Poi guarda il cartellino accanto alla teca di plexiglas che protegge il dipinto e legge “ambito di Andrea Mantegna”. «Pur nella condizione purtroppo devastata della tavola – ricorda la studiosa – il dipinto mi sembra subito di altissima qualità. Mi ci metto fissa davanti e mi dico: questo non è Mantegna. E se fosse invece Giovanni Bellini? Così faccio una foto, la invio subito con il cellulare a quattro studiosi e attendo. La sorpresa è che arrivano le risposte: “Ma sì – dicono tutti – quello è un Bellini. Dove l’ho già visto pubblicato?”. Gli esperti pensavano di averlo già visto; in realtà no: una foto di quel quadro era uscita fino ad allora solo su testi croati, difficilmente affrontabili a causa della lingua ostica, e con attribuzioni ben diverse, dall’area di Mantegna a Bartolomeo Vivarini alla bottega di Francesco Squarcione. E invece…».
Nasce così, durante un viaggio di ricerca con altri studiosi finanziato dall’Unione europea, un evento raro: la scoperta di un quadro non conosciuto del maestro veneziano. Secondo la classificazione di Bernard Berenson, uno dei più grandi storici dell’arte nel ‘900, Bellini ha dipinto almeno 22 Madonne con bambino, di cui 15 sono ancora esistenti. Con il ritrovamento di quella del monastero di Pago le esistenti salirebbero a 16.
L’ipotesi di attribuzione di Beatrice Tanzi è appena stata pubblicata in un articolo dal titolo “A new attribution to Giovanni Bellini: the ‘Virgin and Child’ in Pag” sul numero di ottobre della rivista inglese The Burlington Magazine, una delle pubblicazioni internazionali di storia dell’arte più prestigiose e note al mondo.
«Volevo fare entrare questo quadro nel dibattito internazionale sull’artista – riprende Beatrice Tanzi – perché questo quadro merita di entrare in un dibattito internazionale.
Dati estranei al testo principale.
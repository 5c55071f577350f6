use std::f64::consts::{PI, TAU};
use std::sync::Arc;
use std::time::Instant;

use paranim_core::{FrameBuffer, ValidConfig};

use crate::field::{PointField, DATA_BOUNDS};
use crate::raster::Rasterizer;
use crate::viewport::Viewport;

/// Opacity applied on top of the dot color's own alpha.
pub const DOT_OPACITY: f64 = 0.9;

/// The canvas is treated as a figure this many inches wide, which fixes the
/// DPI used to turn marker areas (points squared) into pixel radii.
pub const FIGURE_INCHES: f64 = 6.0;

/// `frame_count` parameter values evenly spaced over one period, both
/// endpoints included. A single frame samples only `t = 0`.
pub fn parameter_values(frame_count: u32) -> Vec<f64> {
    match frame_count {
        0 => Vec::new(),
        1 => vec![0.0],
        n => {
            let step = TAU / (n - 1) as f64;
            (0..n)
                .map(|i| if i == n - 1 { TAU } else { i as f64 * step })
                .collect()
        }
    }
}

/// Marker radius in pixels for a scatter size given in points squared.
pub fn marker_radius(point_size: f64, canvas_size: u32) -> f64 {
    let dpi = canvas_size as f64 / FIGURE_INCHES;
    (point_size / PI).sqrt() * dpi / 72.0
}

/// Renders one frame of the point cloud for a parameter value.
///
/// Cheap to clone: the precomputed field is shared.
#[derive(Debug, Clone, Default)]
pub struct FrameGenerator {
    field: Arc<PointField>,
}

impl FrameGenerator {
    pub fn new() -> Self {
        Self {
            field: Arc::new(PointField::new()),
        }
    }

    pub fn field(&self) -> &PointField {
        &self.field
    }

    /// Render the frame at parameter `t`. Identical inputs always produce
    /// byte-identical buffers.
    pub fn render(&self, t: f64, config: &ValidConfig) -> FrameBuffer {
        let start = Instant::now();
        let size = config.size();
        let mut fb = FrameBuffer::solid(size, size, &config.background());

        let viewport = Viewport::fit(DATA_BOUNDS, size);
        let raster = Rasterizer::new(
            marker_radius(config.point_size(), size),
            config.dot_color(),
            DOT_OPACITY,
        );

        let phase = config.frequency() * t;
        for p in self.field.points(phase, config.amplitude()) {
            raster.draw_disc(&mut fb, viewport.to_pixel(p));
        }

        tracing::debug!(
            t,
            size,
            elapsed_ms = start.elapsed().as_secs_f64() * 1000.0,
            "rendered frame"
        );
        fb
    }

    /// Render the frame at the configured preview position.
    pub fn render_preview(&self, config: &ValidConfig) -> FrameBuffer {
        self.render(config.preview_t(), config)
    }
}
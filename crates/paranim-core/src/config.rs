use serde::{Deserialize, Serialize};

use crate::color::Color;
use crate::error::ParanimResult;

/// Default config file name, looked up in the working directory.
pub const DEFAULT_CONFIG_FILE: &str = "paranim.toml";

/// User-tunable parameters for one preview or export run.
///
/// Colors stay as hex strings here; they are parsed during validation so a
/// malformed color is reported together with every other bad field.
#[derive(Debug, Clone, PartialEq, Deserialize, Serialize)]
#[serde(default)]
pub struct AnimationConfig {
    /// Phase speed multiplier applied to the parameter `t`.
    pub frequency: f64,
    /// Scale of the point displacement term.
    pub amplitude: f64,
    /// Number of frames in an exported animation.
    pub frame_count: u32,
    /// Playback rate of the exported animation.
    pub fps: u32,
    /// Marker area in points squared.
    pub point_size: f64,
    pub background: String,
    pub dot_color: String,
    /// Edge length of the square canvas in pixels.
    pub size: u32,
    /// Parameter value rendered by the preview.
    pub preview_t: f64,
}

impl Default for AnimationConfig {
    fn default() -> Self {
        Self {
            frequency: 1.0,
            amplitude: 1.0,
            frame_count: 180,
            fps: 30,
            point_size: 0.6,
            background: "#090909".to_string(),
            dot_color: Color::WHITE.to_string(),
            size: 900,
            preview_t: 0.0,
        }
    }
}

/// Partial [`AnimationConfig`] used to layer CLI flags or query parameters
/// over a base config. Unset fields keep the base value.
#[derive(Debug, Clone, Default, PartialEq, Deserialize, Serialize)]
pub struct AnimationOverrides {
    pub frequency: Option<f64>,
    pub amplitude: Option<f64>,
    pub frame_count: Option<u32>,
    pub fps: Option<u32>,
    pub point_size: Option<f64>,
    pub background: Option<String>,
    pub dot_color: Option<String>,
    pub size: Option<u32>,
    #[serde(alias = "t")]
    pub preview_t: Option<f64>,
}

impl AnimationOverrides {
    /// Produce a fresh config: `base` with every set field replaced.
    pub fn apply(&self, base: &AnimationConfig) -> AnimationConfig {
        let mut config = base.clone();
        if let Some(v) = self.frequency {
            config.frequency = v;
        }
        if let Some(v) = self.amplitude {
            config.amplitude = v;
        }
        if let Some(v) = self.frame_count {
            config.frame_count = v;
        }
        if let Some(v) = self.fps {
            config.fps = v;
        }
        if let Some(v) = self.point_size {
            config.point_size = v;
        }
        if let Some(v) = &self.background {
            config.background = v.clone();
        }
        if let Some(v) = &self.dot_color {
            config.dot_color = v.clone();
        }
        if let Some(v) = self.size {
            config.size = v;
        }
        if let Some(v) = self.preview_t {
            config.preview_t = v;
        }
        config
    }
}

#[derive(Debug, Clone, PartialEq, Deserialize, Serialize)]
#[serde(default)]
pub struct ExportSettings {
    /// "gif" | "apng"
    pub format: String,
    pub output_dir: String,
    /// Total number of plays; `None` or 0 loops forever.
    pub loop_count: Option<u16>,
}

impl Default for ExportSettings {
    fn default() -> Self {
        Self {
            format: "gif".to_string(),
            output_dir: "output".to_string(),
            loop_count: None,
        }
    }
}

#[derive(Debug, Clone, PartialEq, Deserialize, Serialize)]
#[serde(default)]
pub struct ServerConfig {
    pub host: String,
    pub port: u16,
}

impl Default for ServerConfig {
    fn default() -> Self {
        Self {
            host: "127.0.0.1".to_string(),
            port: 8501,
        }
    }
}

/// Contents of `paranim.toml`.
#[derive(Debug, Clone, Default, PartialEq, Deserialize, Serialize)]
pub struct ParanimConfig {
    #[serde(default)]
    pub animation: AnimationConfig,
    #[serde(default)]
    pub export: ExportSettings,
    #[serde(default)]
    pub server: ServerConfig,
}

impl ParanimConfig {
    pub fn from_toml_str(contents: &str) -> ParanimResult<Self> {
        Ok(toml::from_str(contents)?)
    }

    pub fn load_from_file(path: &std::path::Path) -> ParanimResult<Self> {
        let contents = std::fs::read_to_string(path)?;
        Self::from_toml_str(&contents)
    }

    /// Load `path` if it exists, otherwise fall back to defaults.
    pub fn load_or_default(path: &std::path::Path) -> ParanimResult<Self> {
        if path.exists() {
            Self::load_from_file(path)
        } else {
            tracing::debug!("no config at {}, using defaults", path.display());
            Ok(Self::default())
        }
    }

    pub fn to_toml_string(&self) -> Result<String, toml::ser::Error> {
        toml::to_string_pretty(self)
    }
}
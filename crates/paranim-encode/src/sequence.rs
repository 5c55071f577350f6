use std::iter::Peekable;

use paranim_core::hash::{ContentHash, SequenceHasher};
use paranim_core::{FrameBuffer, ParanimError, ParanimResult};

/// Per-frame display time, derived from a playback rate.
#[derive(Debug, Clone, Copy, PartialEq, Eq)]
pub struct FrameDelay {
    fps: u32,
}

impl FrameDelay {
    pub fn from_fps(fps: u32) -> ParanimResult<Self> {
        if fps == 0 {
            return Err(ParanimError::invalid("fps", "must be positive"));
        }
        Ok(Self { fps })
    }

    pub fn fps(&self) -> u32 {
        self.fps
    }

    /// Exact delay in milliseconds.
    pub fn as_millis_f64(&self) -> f64 {
        1000.0 / self.fps as f64
    }

    /// GIF delay in centiseconds. Most viewers slow anything under 2cs
    /// down to 10cs, so shorter delays are clamped to 2.
    pub fn gif_centiseconds(&self) -> u16 {
        ((100.0 / self.fps as f64).round() as u16).max(2)
    }

    /// APNG delay as a numerator/denominator pair of seconds.
    pub fn apng_fraction(&self) -> ParanimResult<(u16, u16)> {
        let den = u16::try_from(self.fps)
            .map_err(|_| ParanimError::Encode(format!("fps {} too high for APNG", self.fps)))?;
        Ok((1, den))
    }
}

/// How many times a viewer should play the animation.
#[derive(Debug, Clone, Copy, PartialEq, Eq, Default)]
pub enum LoopMode {
    #[default]
    Infinite,
    /// Total number of plays, including the first. `Finite(0)` plays once.
    Finite(u16),
}

impl LoopMode {
    /// `None` or `Some(0)` loop forever.
    pub fn from_count(count: Option<u16>) -> Self {
        match count {
            None | Some(0) => LoopMode::Infinite,
            Some(n) => LoopMode::Finite(n),
        }
    }

    /// Total plays, `None` for forever.
    pub fn plays(&self) -> Option<u16> {
        match self {
            LoopMode::Infinite => None,
            LoopMode::Finite(n) => Some((*n).max(1)),
        }
    }
}

/// Ordered frames plus timing, pulled one frame at a time while encoding.
///
/// Frames are produced lazily by the wrapped iterator, so an export holds a
/// single raw frame at a time. Each yielded frame is checked against the
/// first frame's dimensions and folded into the sequence's content hash.
pub struct AnimationSequence<I: Iterator<Item = FrameBuffer>> {
    frames: Peekable<I>,
    delay: FrameDelay,
    width: u32,
    height: u32,
    len: usize,
    yielded: usize,
    hasher: SequenceHasher,
}

impl<I: ExactSizeIterator<Item = FrameBuffer>> AnimationSequence<I> {
    /// Rejects empty sequences. Renders the first frame to learn the dimensions.
    pub fn new(frames: I, delay: FrameDelay) -> ParanimResult<Self> {
        let len = frames.len();
        let mut frames = frames.peekable();
        let Some(first) = frames.peek() else {
            return Err(ParanimError::Encode("no frames to encode".into()));
        };
        let (width, height) = (first.width, first.height);
        Ok(Self {
            frames,
            delay,
            width,
            height,
            len,
            yielded: 0,
            hasher: SequenceHasher::new(),
        })
    }
}

impl<I: Iterator<Item = FrameBuffer>> AnimationSequence<I> {
    pub fn delay(&self) -> FrameDelay {
        self.delay
    }

    /// Number of frames the sequence will yield.
    pub fn len(&self) -> usize {
        self.len
    }

    pub fn is_empty(&self) -> bool {
        self.len == 0
    }

    pub fn width(&self) -> u32 {
        self.width
    }

    pub fn height(&self) -> u32 {
        self.height
    }

    /// Fails unless every announced frame has been yielded.
    pub fn ensure_complete(&self) -> ParanimResult<()> {
        if self.yielded != self.len {
            return Err(ParanimError::Encode(format!(
                "sequence ended after {} of {} frames",
                self.yielded, self.len
            )));
        }
        Ok(())
    }

    /// Hash of the frames yielded so far, in order.
    pub fn content_hash(&self) -> ContentHash {
        self.hasher.clone().finish()
    }
}

impl<I: Iterator<Item = FrameBuffer>> Iterator for AnimationSequence<I> {
    type Item = ParanimResult<FrameBuffer>;

    fn next(&mut self) -> Option<Self::Item> {
        let frame = self.frames.next()?;
        let index = self.yielded;
        self.yielded += 1;

        if frame.width != self.width || frame.height != self.height {
            return Some(Err(ParanimError::Encode(format!(
                "frame {} has dimensions {}x{}, expected {}x{}",
                index, frame.width, frame.height, self.width, self.height
            ))));
        }
        if !frame.is_well_formed() {
            return Some(Err(ParanimError::Encode(format!(
                "frame {} holds {} bytes, which does not match {}x{}",
                index,
                frame.data.len(),
                frame.width,
                frame.height
            ))));
        }
        self.hasher.update(&frame);
        Some(Ok(frame))
    }

    fn size_hint(&self) -> (usize, Option<usize>) {
        let remaining = self.len.saturating_sub(self.yielded);
        (remaining, Some(remaining))
    }
}
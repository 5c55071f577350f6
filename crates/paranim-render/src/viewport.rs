use paranim_core::{Bounds2D, Point2D};

/// Fraction of the canvas left empty on each side of the plot.
pub const MARGIN: f64 = 0.05;

/// Maps data coordinates onto a square pixel canvas with equal aspect.
#[derive(Debug, Clone, Copy, PartialEq)]
pub struct Viewport {
    data: Bounds2D,
    canvas_size: u32,
    scale: f64,
}

impl Viewport {
    /// Fit `data` into a `canvas_size` square, centered, Y pointing up.
    pub fn fit(data: Bounds2D, canvas_size: u32) -> Self {
        let usable = canvas_size as f64 * (1.0 - 2.0 * MARGIN);
        let scale = (usable / data.width()).min(usable / data.height());
        Self {
            data,
            canvas_size,
            scale,
        }
    }

    /// Pixels per data unit.
    pub fn scale(&self) -> f64 {
        self.scale
    }

    pub fn canvas_size(&self) -> u32 {
        self.canvas_size
    }

    /// Convert a data-space point to continuous pixel coordinates.
    pub fn to_pixel(&self, p: Point2D) -> Point2D {
        let half = self.canvas_size as f64 * 0.5;
        let center = self.data.center();
        Point2D::new(
            half + (p.x - center.x) * self.scale,
            half - (p.y - center.y) * self.scale,
        )
    }
}
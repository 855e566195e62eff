#![doc = include_str!("../README.md")]

mod diagnostic;

pub use diagnostic::{render, write_report};
pub use tinta_parse::{
    Block, BlockHeader, Body, Diagnostic, DiagnosticKind, Label, LexError, LexErrorKind,
    LineComment, MAX_NESTING_DEPTH, Position, Program, Span, Statement, SyntaxErrorKind,
    TextFragment, TextNode,
};

/// Parse a source text into a [`Document`].
pub fn parse(source: &str) -> Result<Document, Diagnostic> {
    Document::parse(source)
}

/// A parsed Tinta document with label-based lookup over its blocks.
#[derive(Debug, Clone, PartialEq)]
pub struct Document {
    pub program: Program,
}

impl Document {
    pub fn parse(source: &str) -> Result<Self, Diagnostic> {
        Ok(Self {
            program: tinta_parse::parse(source)?,
        })
    }

    /// Top-level blocks in document order, skipping comments and text.
    pub fn blocks(&self) -> impl Iterator<Item = &Block> {
        self.program.statements.iter().filter_map(|s| match s {
            Statement::Block(block) => Some(block),
            _ => None,
        })
    }

    /// The first block carrying `#name`, searching depth first in document
    /// order. Anchors are not required to be unique; this returns the first.
    pub fn block_by_anchor(&self, name: &str) -> Option<&Block> {
        find_block(&self.program.statements, &|block| {
            block
                .header
                .labels
                .iter()
                .any(|l| matches!(l, Label::Anchor { name: n, .. } if n == name))
        })
    }

    /// Every block carrying `@name`, depth first in document order.
    pub fn blocks_in_group(&self, name: &str) -> Vec<&Block> {
        let mut found = Vec::new();
        collect_blocks(
            &self.program.statements,
            &|block| {
                block
                    .header
                    .labels
                    .iter()
                    .any(|l| matches!(l, Label::Group { name: n, .. } if n == name))
            },
            &mut found,
        );
        found
    }
}

fn find_block<'a>(
    statements: &'a [Statement],
    predicate: &impl Fn(&Block) -> bool,
) -> Option<&'a Block> {
    for statement in statements {
        if let Statement::Block(block) = statement {
            if predicate(block) {
                return Some(block);
            }
            if let Body::Standard(children) = &block.body {
                if let Some(found) = find_block(children, predicate) {
                    return Some(found);
                }
            }
        }
    }
    None
}

fn collect_blocks<'a>(
    statements: &'a [Statement],
    predicate: &impl Fn(&Block) -> bool,
    found: &mut Vec<&'a Block>,
) {
    for statement in statements {
        if let Statement::Block(block) = statement {
            if predicate(block) {
                found.push(block);
            }
            if let Body::Standard(children) = &block.body {
                collect_blocks(children, predicate, found);
            }
        }
    }
}
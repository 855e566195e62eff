//! A tokenizer for Tinta, a small markup language of labeled blocks and
//! free-flowing text.
//!
//! The tokenizer is a pull model: the parser asks for one token at a time
//! and clones the tokenizer wherever it needs a checkpoint to rewind to.

mod error;
mod span;
mod token;
mod tokenizer;

pub use error::{LexError, LexErrorKind};
pub use span::{Position, Span};
pub use token::{Token, TokenKind};
pub use tokenizer::Tokenizer;
impl<'src> Tokenizer<'src> {
    pub fn new(source: &'src str) -> Self {
        Self {
            source,
            remaining: source,
            pos: Position::start(),
        }
    }

    /// The position of the next unconsumed character.
    #[inline]
    pub fn position(&self) -> Position {
        self.pos
    }

    #[inline]
    pub fn is_eof(&self) -> bool {
        self.remaining.is_empty()
    }

    #[inline]
    fn peek(&self) -> Option<char> {
        self.remaining.chars().next()
    }

    #[inline]
    fn peek_nth(&self, n: usize) -> Option<char> {
        self.remaining.chars().nth(n)
    }

    #[inline]
    fn starts_with(&self, prefix: &str) -> bool {
        self.remaining.starts_with(prefix)
    }

    #[inline]
    fn advance(&mut self) -> Option<char> {
        let c = self.peek()?;
        self.pos.offset += c.len_utf8() as u32;
        if c == '\n' {
            self.pos.line += 1;
            self.pos.column = 1;
        } else {
            self.pos.column += 1;
        }
        self.remaining = &self.remaining[c.len_utf8()..];
        Some(c)
    }

    fn token(&self, kind: TokenKind, value: impl Into<String>, start: Position) -> Token {
        let token = Token::new(kind, value, Span::new(start, self.pos));
        trace!(
            "token {:?} at {}: {:?}",
            token.kind, token.span, token.value
        );
        token
    }

    /// A token whose value is the raw source text it covers.
    fn lexeme(&self, kind: TokenKind, start: Position) -> Token {
        let text = &self.source[start.offset as usize..self.pos.offset as usize];
        self.token(kind, text, start)
    }

    fn skip_whitespace(&mut self) {
        while let Some(c) = self.peek() {
            if !c.is_whitespace() {
                break;
            }
            self.advance();
        }
    }

    /// Get the next token, skipping any whitespace in front of it.
    ///
    /// Runs that merely fail to be an identifier come back as a
    /// [`TokenKind::TextChunk`] so the parser can fall back to free text; an
    /// error is returned only where the grammar leaves no such fallback, for
    /// example a malformed identifier sitting directly against a `:` or `{`.
    pub fn next_token(&mut self) -> Result<Token, LexError> {
        self.skip_whitespace();

        if self.is_eof() {
            return Ok(self.token(TokenKind::Eof, "", self.pos));
        }

        let start = self.pos;
        let c = self.peek().unwrap();
        match c {
            '{' => self.symbol(TokenKind::LBrace, start),
            '}' => self.symbol(TokenKind::RBrace, start),
            ':' => self.symbol(TokenKind::Colon, start),
            ';' => self.symbol(TokenKind::Semicolon, start),
            '.' => self.symbol(TokenKind::Dot, start),
            '@' => self.symbol(TokenKind::At, start),
            '#' => self.symbol(TokenKind::Hash, start),
            '$' => self.symbol(TokenKind::Dollar, start),
            '*' => self.symbol(TokenKind::Star, start),
            '"' => self.lex_string(),
            '-' if self.starts_with("--") => {
                self.advance();
                self.advance();
                Ok(self.lexeme(TokenKind::Dashes, start))
            }
            '-' => self.lex_hyphen_run(),
            c if c.is_ascii_alphabetic() => self.lex_identifier(),
            _ => {
                // Not the start of any token: one character of free text.
                self.advance();
                Ok(self.lexeme(TokenKind::TextChunk, start))
            }
        }
    }

    fn symbol(&mut self, kind: TokenKind, start: Position) -> Result<Token, LexError> {
        self.advance();
        Ok(self.lexeme(kind, start))
    }

    /// Lex an identifier: a letter, then letters, digits, `_` or `-`, ending
    /// on anything but a hyphen. A hyphen is only consumed as part of the
    /// identifier when another interior character follows it.
    fn lex_identifier(&mut self) -> Result<Token, LexError> {
        let start = self.pos;
        self.advance(); // first letter, checked by the caller

        loop {
            match self.peek() {
                Some('-') => {
                    if matches!(self.peek_nth(1), Some(c) if is_identifier_interior(c)) {
                        self.advance();
                    } else {
                        // Trailing hyphen. Consume it so the reported span
                        // covers the whole run.
                        self.advance();
                        return self
                            .identifier_violation(start, "identifier cannot end with a hyphen `-`");
                    }
                }
                Some(c) if is_identifier_interior(c) => {
                    self.advance();
                }
                _ => break,
            }
        }

        Ok(self.lexeme(TokenKind::Identifier, start))
    }

    /// A single `-` that does not open a `--` comment. If an identifier run
    /// follows, the author may have meant a header type; otherwise the hyphen
    /// is plain text.
    fn lex_hyphen_run(&mut self) -> Result<Token, LexError> {
        let start = self.pos;
        self.advance(); // the `-`

        let mut saw_run = false;
        while let Some(c) = self.peek() {
            if !is_identifier_interior(c) {
                break;
            }
            saw_run = true;
            self.advance();
        }

        if saw_run {
            self.identifier_violation(start, "identifier cannot start with a hyphen `-`")
        } else {
            Ok(self.lexeme(TokenKind::TextChunk, start))
        }
    }

    /// A run that breaks the identifier shape. When it sits directly against
    /// a `:` or `{` body opener an identifier is contextually required and
    /// this is a hard error; anywhere else the run folds into free text.
    fn identifier_violation(
        &mut self,
        start: Position,
        message: &str,
    ) -> Result<Token, LexError> {
        if matches!(self.peek(), Some(':' | '{')) {
            Err(LexError::new(
                LexErrorKind::InvalidIdentifier,
                message,
                Span::new(start, self.pos),
            ))
        } else {
            Ok(self.lexeme(TokenKind::TextChunk, start))
        }
    }

    /// Lex a string literal, decoding escape sequences into the token value.
    /// A raw newline inside the literal is an unterminated string.
    fn lex_string(&mut self) -> Result<Token, LexError> {
        let start = self.pos;
        self.advance(); // opening quote

        let mut value = String::new();
        loop {
            match self.peek() {
                None => {
                    return Err(LexError::new(
                        LexErrorKind::UnterminatedString,
                        "unterminated string: expected `\"` but found end of input",
                        Span::new(start, self.pos),
                    ));
                }
                Some('\n' | '\r') => {
                    return Err(LexError::new(
                        LexErrorKind::UnterminatedString,
                        "unterminated string: expected `\"` but found end of line",
                        Span::new(start, self.pos),
                    ));
                }
                Some('"') => {
                    self.advance();
                    break;
                }
                Some('\\') => value.push(self.lex_escape()?),
                Some(c) => {
                    self.advance();
                    value.push(c);
                }
            }
        }

        Ok(self.token(TokenKind::StringLiteral, value, start))
    }

    /// Decode one escape sequence: `\"`, `\\`, `\n`, `\r` or `\t`.
    fn lex_escape(&mut self) -> Result<char, LexError> {
        let start = self.pos;
        self.advance(); // backslash

        let decoded = match self.peek() {
            Some('"') => '"',
            Some('\\') => '\\',
            Some('n') => '\n',
            Some('r') => '\r',
            Some('t') => '\t',
            other => {
                let found = match other {
                    Some(c) => {
                        self.advance();
                        format!("`\\{c}`")
                    }
                    None => "end of input".to_string(),
                };
                return Err(LexError::new(
                    LexErrorKind::InvalidEscape,
                    format!("invalid escape sequence {found}"),
                    Span::new(start, self.pos),
                ));
            }
        };
        self.advance();
        Ok(decoded)
    }

    /// Consume the remainder of the current line, for line comments. The
    /// returned token covers everything up to the line break, which is
    /// consumed but not included.
    pub fn rest_of_line(&mut self) -> Token {
        let start = self.pos;
        while let Some(c) = self.peek() {
            if c == '\n' || c == '\r' {
                break;
            }
            self.advance();
        }
        let token = self.lexeme(TokenKind::TextChunk, start);
        if self.peek() == Some('\r') {
            self.advance();
        }
        if self.peek() == Some('\n') {
            self.advance();
        }
        token
    }

    /// Consume a run of raw free text, whitespace included.
    ///
    /// The run ends at end of input, at a `--` comment opener, at `}` when
    /// `stop_at_rbrace` is set, or at any position where a fresh block header
    /// is recognized ahead.
    pub fn next_text_chunk(&mut self, stop_at_rbrace: bool) -> Token {
        let start = self.pos;
        while let Some(c) = self.peek() {
            if c == '}' && stop_at_rbrace {
                break;
            }
            if c == '-' && self.starts_with("--") {
                break;
            }
            if c.is_ascii_alphabetic() && self.header_ahead() {
                break;
            }
            self.advance();
        }
        self.lexeme(TokenKind::TextChunk, start)
    }

    /// Probe whether a block header starts exactly here. Within running text
    /// only a single type segment plus labels is recognized; a dotted chain
    /// needs a clean statement boundary, which keeps prose like `ran
    /// before.noon` from being split at `before`.
    fn header_ahead(&self) -> bool {
        let mut probe = self.clone();
        match probe.next_token() {
            Ok(t) if t.kind == TokenKind::Identifier => {}
            // A hard identifier error: stop the chunk so the parser
            // surfaces it.
            Err(e) => return e.kind == LexErrorKind::InvalidIdentifier,
            _ => return false,
        }

        loop {
            let mut ahead = probe.clone();
            match ahead.next_token() {
                Ok(t) if t.kind.opens_body() => return true,
                Ok(t) if t.kind.is_label_sigil() => {
                    probe = ahead;
                    match probe.next_token() {
                        Ok(t) if t.kind == TokenKind::Identifier => {}
                        // A sigil with no identifier is still a header
                        // position when a body opener or another sigil
                        // follows; the parser reports the bad label there.
                        Ok(t) if t.kind.opens_body() || t.kind.is_label_sigil() => return true,
                        Err(e) => return e.kind == LexErrorKind::InvalidIdentifier,
                        _ => return false,
                    }
                }
                _ => return false,
            }
        }
    }
}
Ora, con la pubblicazione nella rivista, il dibattito è a livello scientifico. Io potrò sempre essere smentita e confutata, ma secondo me quello di Bellini è l’unico nome che può essere sostenuto in questo caso».
La mano dell’artista veneziano, secondo la trentaduenne studiosa, è riconoscibile per una serie di caratteristiche: il paesaggio che sta alle spalle della Vergine, con aspetti più collinari che montani, molto verde e con corsi d’acqua, reso a tocchi brevi e quasi miniaturistici, come quelli della Crocifissione del Museo Correr o nell’Uomo dei dolori del Museo Poldi Pezzoli di Milano. Oppure per il volto del Bambino imbronciato, assai vicino a quello dell’angioletto che sorregge il Cristo sulla sinistra nella Pietà del Museo Correr, ma anche del Bambino della cosiddetta Madonna Davis del Metropolitan, o in quello del Rijksmuseum di Amsterdam. E così via…
Ma somiglianze stilistiche come queste, per quanto evidenti e suggestive, sono sufficienti a giustificare un’attribuzione così importante? «Non sempre si trovano dei documenti», risponde la ricercatrice. Che spiega: «La storia dell’arte è costruita su due scuole: quella filologica, che si basa sulle fonti documentarie e su qualsiasi elemento materiale che rimandai a un certo autore: e la scuola dei conoscitori, per la quale non si può prescindere dall’occhio e dallo stile. Due anni fa, in Spagna, stava per andare all’asta per 1500 euro un Ecce Homo attribuito a un pittore minore, ma occhi più esperti ne hanno riconosciuto la grande affinità con i modi di Caravaggio. Il quadro è stato ritirato dall’asta e oggi vale milioni di euro…».
Nel caso del Bellini ritrovato, però, non si parlerà di soldi: il dipinto è del Demanio croato e la tavola comunque non finirà sul mercato. Le monache stesse, aldilà della sorpresa e della contentezza, non ne trarranno vantaggio diretto.
«Adesso l’idea – fa presente la scopritrice – è di provare a trovare i fondi per fare un restauro ben fatto di questa Madonna con Bambino, per allestire poi una piccola esposizione in Italia e riportare quindi il quadro nel museo di Pago, dove sarà meglio apprezzabile anche per un pubblico più ampio».
E comunque c’è la grande soddisfazione per un evento del tutto insolito: «Sono stata molta fortunata», conclude con modestia Beatrice Tanzi: «Se questo quadro fosse stato visto da qualsiasi studioso italiano, o anche straniero ma con formazione occidentale nella storia dell’arte, lo avrebbe detto subito: questo è un Bellini».